**Exercise prompt**
Identify every line in the records below that contains the word "StorageFuture", and reproduce each one.

Provided records section start

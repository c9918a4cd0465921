//! In-memory storage backend for single-node deployments and tests.
//!
//! All state is lost on restart. Set iteration is ordered, which keeps event
//! pickup and introspection deterministic in tests.

use super::config::MemoryConfig;
use super::traits::{Storage, StorageError, StorageFuture, WalkCallback};
use crate::gateway::Closer;
use parking_lot::Mutex;
use std::collections::{BTreeSet, HashMap};

/// In-memory storage backend.
pub struct MemoryStorage {
    config: MemoryConfig,
    values: Mutex<HashMap<String, String>>,
    sets: Mutex<HashMap<String, BTreeSet<String>>>,
    scored: Mutex<HashMap<String, HashMap<String, f64>>>,
}

impl MemoryStorage {
    /// Create a new in-memory storage with the given config.
    pub fn new(config: MemoryConfig) -> Self {
        Self {
            values: Mutex::new(HashMap::with_capacity(config.initial_capacity)),
            sets: Mutex::new(HashMap::new()),
            scored: Mutex::new(HashMap::new()),
            config,
        }
    }

    /// Create with default configuration.
    pub fn with_defaults() -> Self {
        Self::new(MemoryConfig::default())
    }

    /// Get the configuration.
    pub fn config(&self) -> &MemoryConfig {
        &self.config
    }

    /// Number of plain values stored.
    pub fn value_count(&self) -> usize {
        self.values.lock().len()
    }
}

impl Default for MemoryStorage {
    fn default() -> Self {
        Self::with_defaults()
    }
}

impl Storage for MemoryStorage {
    fn get<'a>(&'a self, key: &'a str) -> StorageFuture<'a, String> {
        Box::pin(async move {
            self.values
                .lock()
                .get(key)
                .cloned()
                .ok_or_else(|| StorageError::NotFound {
                    key: key.to_string(),
                })
        })
    }

    fn set<'a>(&'a self, key: &'a str, value: &'a str) -> StorageFuture<'a, ()> {
        Box::pin(async move {
            self.values
                .lock()
                .insert(key.to_string(), value.to_string());
            Ok(())
        })
    }

    fn push_to_set<'a>(&'a self, key: &'a str, element: &'a str) -> StorageFuture<'a, ()> {
        Box::pin(async move {
            self.sets
                .lock()
                .entry(key.to_string())
                .or_default()
                .insert(element.to_string());
            Ok(())
        })
    }

    fn get_all_from_set<'a>(&'a self, key: &'a str) -> StorageFuture<'a, Vec<String>> {
        Box::pin(async move {
            Ok(self
                .sets
                .lock()
                .get(key)
                .map(|set| set.iter().cloned().collect())
                .unwrap_or_default())
        })
    }

    fn remove_from_set<'a>(&'a self, key: &'a str, element: &'a str) -> StorageFuture<'a, bool> {
        Box::pin(async move {
            let mut sets = self.sets.lock();
            let Some(set) = sets.get_mut(key) else {
                return Ok(false);
            };
            let removed = set.remove(element);
            if set.is_empty() {
                sets.remove(key);
            }
            Ok(removed)
        })
    }

    fn walk_set<'a>(
        &'a self,
        key: &'a str,
        closer: &'a Closer,
        callback: WalkCallback<'a>,
    ) -> StorageFuture<'a, ()> {
        Box::pin(async move {
            // Snapshot so the callback may touch storage without deadlocking.
            let elements: Vec<String> = self
                .sets
                .lock()
                .get(key)
                .map(|set| set.iter().cloned().collect())
                .unwrap_or_default();

            for element in elements {
                if closer.is_closed() {
                    break;
                }
                callback(element);
            }
            Ok(())
        })
    }

    fn set_element_by_score<'a>(
        &'a self,
        key: &'a str,
        element: &'a str,
        score: f64,
    ) -> StorageFuture<'a, ()> {
        Box::pin(async move {
            self.scored
                .lock()
                .entry(key.to_string())
                .or_default()
                .insert(element.to_string(), score);
            Ok(())
        })
    }

    fn get_highest_scored_elements<'a>(
        &'a self,
        key: &'a str,
        max: usize,
    ) -> StorageFuture<'a, Vec<(String, f64)>> {
        Box::pin(async move {
            let mut elements: Vec<(String, f64)> = self
                .scored
                .lock()
                .get(key)
                .map(|set| set.iter().map(|(e, s)| (e.clone(), *s)).collect())
                .unwrap_or_default();

            elements.sort_by(|a, b| b.1.total_cmp(&a.1).then_with(|| b.0.cmp(&a.0)));
            elements.truncate(max);
            Ok(elements)
        })
    }

    fn health_check(&self) -> StorageFuture<'_, bool> {
        Box::pin(async move { Ok(true) })
    }

    fn backend_name(&self) -> &'static str {
        "memory"
    }
}

#[cfg(test)]
mod tests {
    use super::*;

    #[tokio::test]
    async fn get_missing_key_is_not_found() {
        let storage = MemoryStorage::with_defaults();
        let err = storage.get("missing").await.unwrap_err();
        assert!(err.is_not_found());
    }

    #[tokio::test]
    async fn set_then_get() {
        let storage = MemoryStorage::with_defaults();
        storage.set("k", "v1").await.unwrap();
        storage.set("k", "v2").await.unwrap();
        assert_eq!(storage.get("k").await.unwrap(), "v2");
        assert_eq!(storage.value_count(), 1);
    }

    #[tokio::test]
    async fn sets_deduplicate_and_remove() {
        let storage = MemoryStorage::with_defaults();
        storage.push_to_set("s", "b").await.unwrap();
        storage.push_to_set("s", "a").await.unwrap();
        storage.push_to_set("s", "a").await.unwrap();
        assert_eq!(storage.get_all_from_set("s").await.unwrap(), vec!["a", "b"]);

        assert!(storage.remove_from_set("s", "a").await.unwrap());
        assert!(!storage.remove_from_set("s", "a").await.unwrap());
        assert!(storage.remove_from_set("s", "b").await.unwrap());
        assert!(!storage.remove_from_set("missing", "x").await.unwrap());
        assert!(storage.get_all_from_set("s").await.unwrap().is_empty());
    }

    #[tokio::test]
    async fn walk_set_stops_when_closed() {
        let storage = MemoryStorage::with_defaults();
        for e in ["a", "b", "c"] {
            storage.push_to_set("s", e).await.unwrap();
        }

        let closer = Closer::new();
        let mut seen = Vec::new();
        let mut callback = |e: String| seen.push(e);
        storage.walk_set("s", &closer, &mut callback).await.unwrap();
        assert_eq!(seen, vec!["a", "b", "c"]);

        closer.close();
        let mut seen = Vec::new();
        let mut callback = |e: String| seen.push(e);
        storage.walk_set("s", &closer, &mut callback).await.unwrap();
        assert!(seen.is_empty());
    }

    #[tokio::test]
    async fn highest_scored_elements_first() {
        let storage = MemoryStorage::with_defaults();
        storage.set_element_by_score("z", "low", 1.0).await.unwrap();
        storage.set_element_by_score("z", "high", 9.0).await.unwrap();
        storage.set_element_by_score("z", "mid", 5.0).await.unwrap();
        storage.set_element_by_score("z", "low", 2.0).await.unwrap();

        let top = storage.get_highest_scored_elements("z", 2).await.unwrap();
        assert_eq!(
            top,
            vec![("high".to_string(), 9.0), ("mid".to_string(), 5.0)]
        );
        assert!(
            storage
                .get_highest_scored_elements("none", 3)
                .await
                .unwrap()
                .is_empty()
        );
    }
}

Provided records section end

**Your solution**
use super::traits::{Storage, StorageError, StorageFuture, WalkCallback};
    fn get<'a>(&'a self, key: &'a str) -> StorageFuture<'a, String> {
    fn set<'a>(&'a self, key: &'a str, value: &'a str) -> StorageFuture<'a, ()> {
    fn push_to_set<'a>(&'a self, key: &'a str, element: &'a str) -> StorageFuture<'a, ()> {
    fn get_all_from_set<'a>(&'a self, key: &'a str) -> StorageFuture<'a, Vec<String>> {
    fn remove_from_set<'a>(&'a self, key: &'a str, element: &'a str) -> StorageFuture<'a, bool> {
    ) -> StorageFuture<'a, ()> {
    ) -> StorageFuture<'a, ()> {
    ) -> StorageFuture<'a, Vec<(String, f64)>> {
    fn health_check(&self) -> StorageFuture<'_, bool> {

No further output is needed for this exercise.